• Exercise: Pick out all lines in the listing holding the string "info" and copy them.

####################

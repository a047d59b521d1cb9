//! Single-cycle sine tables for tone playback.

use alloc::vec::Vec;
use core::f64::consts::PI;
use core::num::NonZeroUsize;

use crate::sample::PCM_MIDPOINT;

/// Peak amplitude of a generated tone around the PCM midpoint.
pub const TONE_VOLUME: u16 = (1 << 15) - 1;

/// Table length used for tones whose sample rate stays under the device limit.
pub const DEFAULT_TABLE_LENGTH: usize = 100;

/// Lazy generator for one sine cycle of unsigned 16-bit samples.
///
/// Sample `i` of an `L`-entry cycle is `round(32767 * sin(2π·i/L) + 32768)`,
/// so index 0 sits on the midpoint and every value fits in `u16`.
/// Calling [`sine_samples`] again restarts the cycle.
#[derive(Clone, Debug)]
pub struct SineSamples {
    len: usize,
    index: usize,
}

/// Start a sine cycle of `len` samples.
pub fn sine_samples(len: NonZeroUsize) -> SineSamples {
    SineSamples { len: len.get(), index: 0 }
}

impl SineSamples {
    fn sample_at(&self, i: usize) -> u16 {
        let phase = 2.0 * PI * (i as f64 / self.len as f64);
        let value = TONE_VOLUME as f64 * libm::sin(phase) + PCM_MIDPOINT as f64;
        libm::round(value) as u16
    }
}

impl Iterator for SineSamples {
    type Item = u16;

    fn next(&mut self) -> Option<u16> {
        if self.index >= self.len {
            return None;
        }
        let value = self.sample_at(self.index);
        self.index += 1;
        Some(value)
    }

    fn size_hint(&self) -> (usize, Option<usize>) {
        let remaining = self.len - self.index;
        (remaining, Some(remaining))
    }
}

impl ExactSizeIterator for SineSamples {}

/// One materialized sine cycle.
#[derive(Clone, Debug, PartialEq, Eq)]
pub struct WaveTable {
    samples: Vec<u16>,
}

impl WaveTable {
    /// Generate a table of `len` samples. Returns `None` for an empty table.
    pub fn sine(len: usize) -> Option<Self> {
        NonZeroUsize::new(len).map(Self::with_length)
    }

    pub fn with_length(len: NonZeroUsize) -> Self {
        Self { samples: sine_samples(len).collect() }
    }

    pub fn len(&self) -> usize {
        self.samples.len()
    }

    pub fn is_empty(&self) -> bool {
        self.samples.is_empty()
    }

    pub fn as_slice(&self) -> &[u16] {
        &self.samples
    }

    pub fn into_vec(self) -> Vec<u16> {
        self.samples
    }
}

####################

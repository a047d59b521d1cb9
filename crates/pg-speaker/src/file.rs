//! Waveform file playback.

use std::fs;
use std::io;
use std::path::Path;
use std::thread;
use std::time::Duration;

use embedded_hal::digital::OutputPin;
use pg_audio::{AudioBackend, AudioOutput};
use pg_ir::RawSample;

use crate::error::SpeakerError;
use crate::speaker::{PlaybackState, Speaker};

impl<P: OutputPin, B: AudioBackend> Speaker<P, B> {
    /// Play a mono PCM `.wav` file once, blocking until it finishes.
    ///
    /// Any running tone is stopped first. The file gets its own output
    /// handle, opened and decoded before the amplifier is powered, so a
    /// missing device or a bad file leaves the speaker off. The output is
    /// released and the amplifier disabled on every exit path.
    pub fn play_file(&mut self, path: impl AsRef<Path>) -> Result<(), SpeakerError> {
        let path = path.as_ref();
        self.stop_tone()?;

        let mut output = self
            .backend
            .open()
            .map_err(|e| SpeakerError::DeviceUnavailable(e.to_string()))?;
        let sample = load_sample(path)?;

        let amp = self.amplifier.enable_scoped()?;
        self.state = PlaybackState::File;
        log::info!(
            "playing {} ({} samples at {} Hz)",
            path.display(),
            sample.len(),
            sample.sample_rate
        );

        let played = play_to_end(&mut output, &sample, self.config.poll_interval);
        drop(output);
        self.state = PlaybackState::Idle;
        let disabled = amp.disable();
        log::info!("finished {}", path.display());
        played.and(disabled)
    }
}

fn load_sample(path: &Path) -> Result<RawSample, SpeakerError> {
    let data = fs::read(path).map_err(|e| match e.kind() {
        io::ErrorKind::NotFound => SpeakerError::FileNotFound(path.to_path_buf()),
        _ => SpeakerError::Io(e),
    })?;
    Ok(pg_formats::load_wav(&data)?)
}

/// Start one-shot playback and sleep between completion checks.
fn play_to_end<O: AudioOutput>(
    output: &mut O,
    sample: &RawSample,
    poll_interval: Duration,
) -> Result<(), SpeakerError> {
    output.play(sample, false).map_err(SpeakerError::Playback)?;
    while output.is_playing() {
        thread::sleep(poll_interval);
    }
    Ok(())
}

####################

• Answer box:
        log::info!(
        log::info!("finished {}", path.display());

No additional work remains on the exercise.